▸ **Task to complete**:
In the data below, find the line containing "use futures::StreamExt;", then set down that line and every later line up to and including the line containing "use crate::utils::path::cut_output_path;", exactly.

▸ **Data in this exercise**:
//! Multi-segment cut coordination, aggregate progress, and merging

use std::cmp::Ordering;
use std::fmt::Write as _;
use std::path::PathBuf;
use std::sync::Arc;

use futures::StreamExt;
use tokio::sync::mpsc;
use tokio::task::JoinHandle;
use tracing::{info, warn};

use crate::engine::{ProcessRunner, ProgressSink};
use crate::error::LossCutResult;
use crate::planner::{plan_cut, CutParams, StreamSelection};
use crate::ports::{TimestampCarrier, TrashSink};
use crate::utils::path::cut_output_path;

/// Deletions allowed in flight after an auto-merge
const MAX_CONCURRENT_TRASH: usize = 5;

/// One contiguous cut request, seconds relative to the source
#[derive(Debug, Clone, Copy, PartialEq)]
pub struct CutSegment {
    pub cut_from: f64,
    pub cut_to: f64,
}

/// Parameters shared by every segment of a batch
#[derive(Debug, Clone)]
pub struct BatchParams {
    pub source: PathBuf,
    pub source_duration: f64,
    pub output_format: String,
    pub file_extension: String,
    pub selections: Vec<StreamSelection>,
    pub keyframe_cut: bool,
    pub rotation: Option<u32>,
    pub out_dir: Option<PathBuf>,
}

/// Options for a concat merge
#[derive(Debug, Clone)]
pub struct MergeParams {
    pub paths: Vec<PathBuf>,
    pub total_duration: f64,
    pub output_format: String,
    pub output_path: PathBuf,
    /// Map every stream of the first input instead of the default streams
    pub include_all_streams: bool,
}

/// Drives cut and merge batches through the engine, one process at a time
pub struct Coordinator {
    runner: Arc<ProcessRunner>,
    timestamps: Arc<dyn TimestampCarrier>,
    trash: Arc<dyn TrashSink>,
}

impl Coordinator {
    pub fn new(
        runner: Arc<ProcessRunner>,
        timestamps: Arc<dyn TimestampCarrier>,
        trash: Arc<dyn TrashSink>,
    ) -> Self {
        Self {
            runner,
            timestamps,
            trash,
        }
    }

    /// Cut one segment: plan, execute with streaming progress, then carry
    /// the source timestamps onto the output
    pub async fn cut_single(
        &self,
        params: &CutParams,
        progress: &ProgressSink,
    ) -> LossCutResult<()> {
        let args = plan_cut(params)?;
        progress(0.0);

        let duration = params.cut_to.min(params.source_duration) - params.cut_from.max(0.0);
        self.runner
            .run_transcode_streaming(&args, None, duration, progress)
            .await?;

        if let Some(selection) = params.selections.iter().find(|s| !s.stream_ids.is_empty()) {
            if let Err(e) = self
                .timestamps
                .transfer(&selection.source_path, &params.output_path)
                .await
            {
                warn!(
                    "could not transfer timestamps onto {}: {}",
                    params.output_path.display(),
                    e
                );
            }
        }
        Ok(())
    }

    /// Cut every segment sequentially, aggregating per-segment progress
    /// into one overall fraction
    ///
    /// Segments are sorted by start time first. A failing segment aborts
    /// the remaining batch; partially produced outputs are left in place.
    pub async fn cut_multiple(
        &self,
        segments: &[CutSegment],
        params: &BatchParams,
        on_progress: ProgressSink,
    ) -> LossCutResult<Vec<PathBuf>> {
        let ordered = order_segments(segments);
        let (sender, aggregator) = spawn_aggregator(ordered.len(), on_progress);

        let mut outputs = Vec::with_capacity(ordered.len());
        let result = async {
            for (index, segment) in ordered.iter().enumerate() {
                let output_path = cut_output_path(
                    &params.source,
                    params.out_dir.as_deref(),
                    segment.cut_from,
                    segment.cut_to,
                    &params.file_extension,
                );
                info!(
                    "cutting segment {}/{}: {}s..{}s -> {}",
                    index + 1,
                    ordered.len(),
                    segment.cut_from,
                    segment.cut_to,
                    output_path.display()
                );

                let cut_params = CutParams {
                    output_format: params.output_format.clone(),
                    cut_from: segment.cut_from,
                    cut_to: segment.cut_to,
                    source_duration: params.source_duration,
                    rotation: params.rotation,
                    selections: params.selections.clone(),
                    keyframe_cut: params.keyframe_cut,
                    output_path: output_path.clone(),
                };

                let segment_sender = sender.clone();
                let segment_sink: ProgressSink = Arc::new(move |fraction| {
                    let _ = segment_sender.send((index, fraction));
                });
                self.cut_single(&cut_params, &segment_sink).await?;

                // A finished segment counts as fully complete even when the
                // engine's last status line stopped short of the end.
                let _ = sender.send((index, 1.0));
                outputs.push(output_path);
            }
            Ok(outputs)
        }
        .await;

        drop(sender);
        let _ = aggregator.await;
        result
    }

    /// Merge files by stream copy through the concat reader
    ///
    /// The listing is fed over stdin so paths never pass through the
    /// engine's protocol whitelist as command-line arguments.
    pub async fn merge(&self, params: &MergeParams, progress: &ProgressSink) -> LossCutResult<()> {
        let listing = concat_listing(&params.paths);
        let args = plan_merge(params);
        progress(0.0);

        self.runner
            .run_transcode_streaming(
                &args,
                Some(listing.into_bytes()),
                params.total_duration,
                progress,
            )
            .await?;

        if let Some(first) = params.paths.first() {
            if let Err(e) = self.timestamps.transfer(first, &params.output_path).await {
                warn!(
                    "could not transfer timestamps onto {}: {}",
                    params.output_path.display(),
                    e
                );
            }
        }
        Ok(())
    }

    /// Merge, then discard the consumed segment files
    pub async fn auto_merge(
        &self,
        params: &MergeParams,
        progress: &ProgressSink,
    ) -> LossCutResult<()> {
        self.merge(params, progress).await?;

        futures::stream::iter(params.paths.iter())
            .for_each_concurrent(MAX_CONCURRENT_TRASH, |path| async move {
                if let Err(e) = self.trash.discard(path).await {
                    warn!("could not discard {}: {}", path.display(), e);
                }
            })
            .await;
        Ok(())
    }
}

/// Segments sorted by start time, ready for sequential processing
pub fn order_segments(segments: &[CutSegment]) -> Vec<CutSegment> {
    let mut ordered = segments.to_vec();
    ordered.sort_by(|a, b| a.cut_from.partial_cmp(&b.cut_from).unwrap_or(Ordering::Equal));
    ordered
}

/// Spawn the task that owns per-segment fractions for one batch
///
/// Every `(segment index, fraction)` update recomputes the arithmetic mean
/// over all segments and re-emits it; the task ends when the last sender
/// is dropped.
pub fn spawn_aggregator(
    segment_count: usize,
    on_progress: ProgressSink,
) -> (mpsc::UnboundedSender<(usize, f64)>, JoinHandle<()>) {
    let (sender, mut receiver) = mpsc::unbounded_channel::<(usize, f64)>();
    let handle = tokio::spawn(async move {
        let mut fractions = vec![0.0f64; segment_count];
        while let Some((index, fraction)) = receiver.recv().await {
            if let Some(slot) = fractions.get_mut(index) {
                *slot = fraction;
            }
            if !fractions.is_empty() {
                on_progress(fractions.iter().sum::<f64>() / fractions.len() as f64);
            }
        }
    });
    (sender, handle)
}

/// Render the concat-demuxer listing for a set of inputs
///
/// Single quotes are escaped for the demuxer's directive parser.
fn concat_listing(paths: &[PathBuf]) -> String {
    let mut listing = String::new();
    for path in paths {
        let escaped = path.to_string_lossy().replace('\'', "'\\''");
        let _ = writeln!(listing, "file '{}'", escaped);
    }
    listing
}

/// Argument vector for a concat merge reading its listing from stdin
fn plan_merge(params: &MergeParams) -> Vec<String> {
    let mut args: Vec<String> = vec![
        "-hide_banner".to_string(),
        "-f".to_string(),
        "concat".to_string(),
        "-safe".to_string(),
        "0".to_string(),
        "-protocol_whitelist".to_string(),
        "file,pipe".to_string(),
        "-i".to_string(),
        "-".to_string(),
    ];
    if params.include_all_streams {
        args.push("-map".to_string());
        args.push("0".to_string());
    }
    args.push("-c".to_string());
    args.push("copy".to_string());
    args.push("-f".to_string());
    args.push(params.output_format.clone());
    args.push("-y".to_string());
    args.push(params.output_path.to_string_lossy().into_owned());
    args
}

#[cfg(test)]
mod tests {
    use std::sync::Mutex;

    use super::*;

    #[test]
    fn test_segments_are_ordered_by_start_time() {
        let segments = vec![
            CutSegment { cut_from: 5.0, cut_to: 10.0 },
            CutSegment { cut_from: 0.0, cut_to: 3.0 },
        ];
        let ordered = order_segments(&segments);
        assert_eq!(ordered[0], CutSegment { cut_from: 0.0, cut_to: 3.0 });
        assert_eq!(ordered[1], CutSegment { cut_from: 5.0, cut_to: 10.0 });
    }

    #[tokio::test]
    async fn test_aggregate_progress_is_the_mean() {
        let seen = Arc::new(Mutex::new(Vec::new()));
        let sink_seen = seen.clone();
        let sink: ProgressSink = Arc::new(move |f| sink_seen.lock().unwrap().push(f));

        let (sender, handle) = spawn_aggregator(2, sink);
        sender.send((0, 1.0)).unwrap();
        sender.send((1, 0.5)).unwrap();
        drop(sender);
        handle.await.unwrap();

        let seen = seen.lock().unwrap();
        assert_eq!(*seen, vec![0.5, 0.75]);
    }

    #[tokio::test]
    async fn test_aggregate_reaches_one_only_when_all_segments_do() {
        let seen = Arc::new(Mutex::new(Vec::new()));
        let sink_seen = seen.clone();
        let sink: ProgressSink = Arc::new(move |f| sink_seen.lock().unwrap().push(f));

        let (sender, handle) = spawn_aggregator(3, sink);
        sender.send((0, 1.0)).unwrap();
        sender.send((1, 1.0)).unwrap();
        sender.send((2, 0.99)).unwrap();
        sender.send((2, 1.0)).unwrap();
        drop(sender);
        handle.await.unwrap();

        let seen = seen.lock().unwrap();
        assert!(seen[..seen.len() - 1].iter().all(|f| *f < 1.0));
        assert_eq!(*seen.last().unwrap(), 1.0);
    }

    #[tokio::test]
    async fn test_aggregator_keeps_latest_fraction_per_segment() {
        let seen = Arc::new(Mutex::new(Vec::new()));
        let sink_seen = seen.clone();
        let sink: ProgressSink = Arc::new(move |f| sink_seen.lock().unwrap().push(f));

        let (sender, handle) = spawn_aggregator(1, sink);
        sender.send((0, 0.2)).unwrap();
        sender.send((0, 0.6)).unwrap();
        drop(sender);
        handle.await.unwrap();

        assert_eq!(*seen.lock().unwrap(), vec![0.2, 0.6]);
    }

    #[test]
    fn test_concat_listing_escapes_quotes() {
        let listing = concat_listing(&[
            PathBuf::from("/media/part one.mp4"),
            PathBuf::from("/media/it's.mp4"),
        ]);
        assert_eq!(
            listing,
            "file '/media/part one.mp4'\nfile '/media/it'\\''s.mp4'\n"
        );
    }

    #[test]
    fn test_plan_merge_reads_listing_from_stdin() {
        let params = MergeParams {
            paths: vec![PathBuf::from("/a.mp4"), PathBuf::from("/b.mp4")],
            total_duration: 20.0,
            output_format: "mp4".to_string(),
            output_path: PathBuf::from("/a-merged.mp4"),
            include_all_streams: false,
        };
        let args = plan_merge(&params);
        let concat = args.iter().position(|a| a == "concat").unwrap();
        assert_eq!(args[concat - 1], "-f");
        assert!(args.contains(&"-".to_string()));
        assert!(args.contains(&"file,pipe".to_string()));
        assert!(!args.iter().any(|a| a == "-map"));
        assert_eq!(args.last().unwrap(), "/a-merged.mp4");
    }

    #[test]
    fn test_plan_merge_optionally_maps_all_streams() {
        let params = MergeParams {
            paths: vec![PathBuf::from("/a.mp4")],
            total_duration: 10.0,
            output_format: "matroska".to_string(),
            output_path: PathBuf::from("/a-merged.mkv"),
            include_all_streams: true,
        };
        let args = plan_merge(&params);
        let map = args.iter().position(|a| a == "-map").unwrap();
        assert_eq!(args[map + 1], "0");
    }
}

▸ **Answer area**:
use futures::StreamExt;
use tokio::sync::mpsc;
use tokio::task::JoinHandle;
use tracing::{info, warn};

use crate::engine::{ProcessRunner, ProgressSink};
use crate::error::LossCutResult;
use crate::planner::{plan_cut, CutParams, StreamSelection};
use crate::ports::{TimestampCarrier, TrashSink};
use crate::utils::path::cut_output_path;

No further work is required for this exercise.